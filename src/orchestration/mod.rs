//! Action orchestration
//!
//! Confirmation workflow, the local organization view, and the privileged
//! action executor that ties confirmation, the credential gate, the
//! collaborator calls and outcome settlement together.

pub mod confirmation;
pub mod executor;
pub mod view;

pub use confirmation::{
    ConfirmationPrompt, ConfirmationRequest, ConfirmationWorkflow, Decision, PendingAction,
};
pub use executor::{
    MEMBERS_VIEW, OperatorContext, PrivilegedActionExecutor, Services, WAITING_VIEW, messages,
};
pub use view::{OrganizationView, RecoveryForm};
/// External collaborators the executor drives
pub struct Services {
    pub directory: Arc<dyn MemberDirectory>,
    pub organization: Arc<dyn OrganizationService>,
    pub key_crypto: Arc<dyn KeyCrypto>,
    pub event_log: Arc<dyn EventLog>,
    pub navigator: Arc<dyn Navigator>,
    pub notifier: Arc<dyn Notifier>,
}

/// Ambient facts about the operator's own session
///
/// `unlock_secret` is the operator's current mailbox unlock secret; it rides
/// along in the session handoff so the impersonated session can unlock the
/// member's mailbox. It never appears in any navigation target.
#[derive(Clone)]
pub struct OperatorContext {
    /// Full address of the operator's current context
    pub href: String,

    /// Current unlock secret, forwarded inside the handoff payload only
    pub unlock_secret: SecretString,

    /// Whether the operator's account has a second factor enrolled
    pub has_second_factor: bool,
}

/// Executor for privileged administrative actions
pub struct PrivilegedActionExecutor {
    view: OrganizationView,
    config: AdminConfig,
    services: Services,
    gate: CredentialGate,
    confirmation: ConfirmationWorkflow,
}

◆ ASSIGNMENT
Would you print all of the material above exactly as written?

◆ RESPONSE AREA
filename src/orchestration/mod.rs
//! Action orchestration
//!
//! Confirmation workflow, the local organization view, and the privileged
//! action executor that ties confirmation, the credential gate, the
//! collaborator calls and outcome settlement together.

pub mod confirmation;
pub mod executor;
pub mod view;

pub use confirmation::{
    ConfirmationPrompt, ConfirmationRequest, ConfirmationWorkflow, Decision, PendingAction,
};
pub use executor::{
    MEMBERS_VIEW, OperatorContext, PrivilegedActionExecutor, Services, WAITING_VIEW, messages,
};
pub use view::{OrganizationView, RecoveryForm};
/// External collaborators the executor drives
pub struct Services {
    pub directory: Arc<dyn MemberDirectory>,
    pub organization: Arc<dyn OrganizationService>,
    pub key_crypto: Arc<dyn KeyCrypto>,
    pub event_log: Arc<dyn EventLog>,
    pub navigator: Arc<dyn Navigator>,
    pub notifier: Arc<dyn Notifier>,
}

/// Ambient facts about the operator's own session
///
/// `unlock_secret` is the operator's current mailbox unlock secret; it rides
/// along in the session handoff so the impersonated session can unlock the
/// member's mailbox. It never appears in any navigation target.
#[derive(Clone)]
pub struct OperatorContext {
    /// Full address of the operator's current context
    pub href: String,

    /// Current unlock secret, forwarded inside the handoff payload only
    pub unlock_secret: SecretString,

    /// Whether the operator's account has a second factor enrolled
    pub has_second_factor: bool,
}

/// Executor for privileged administrative actions
pub struct PrivilegedActionExecutor {
    view: OrganizationView,
    config: AdminConfig,
    services: Services,
    gate: CredentialGate,
    confirmation: ConfirmationWorkflow,
}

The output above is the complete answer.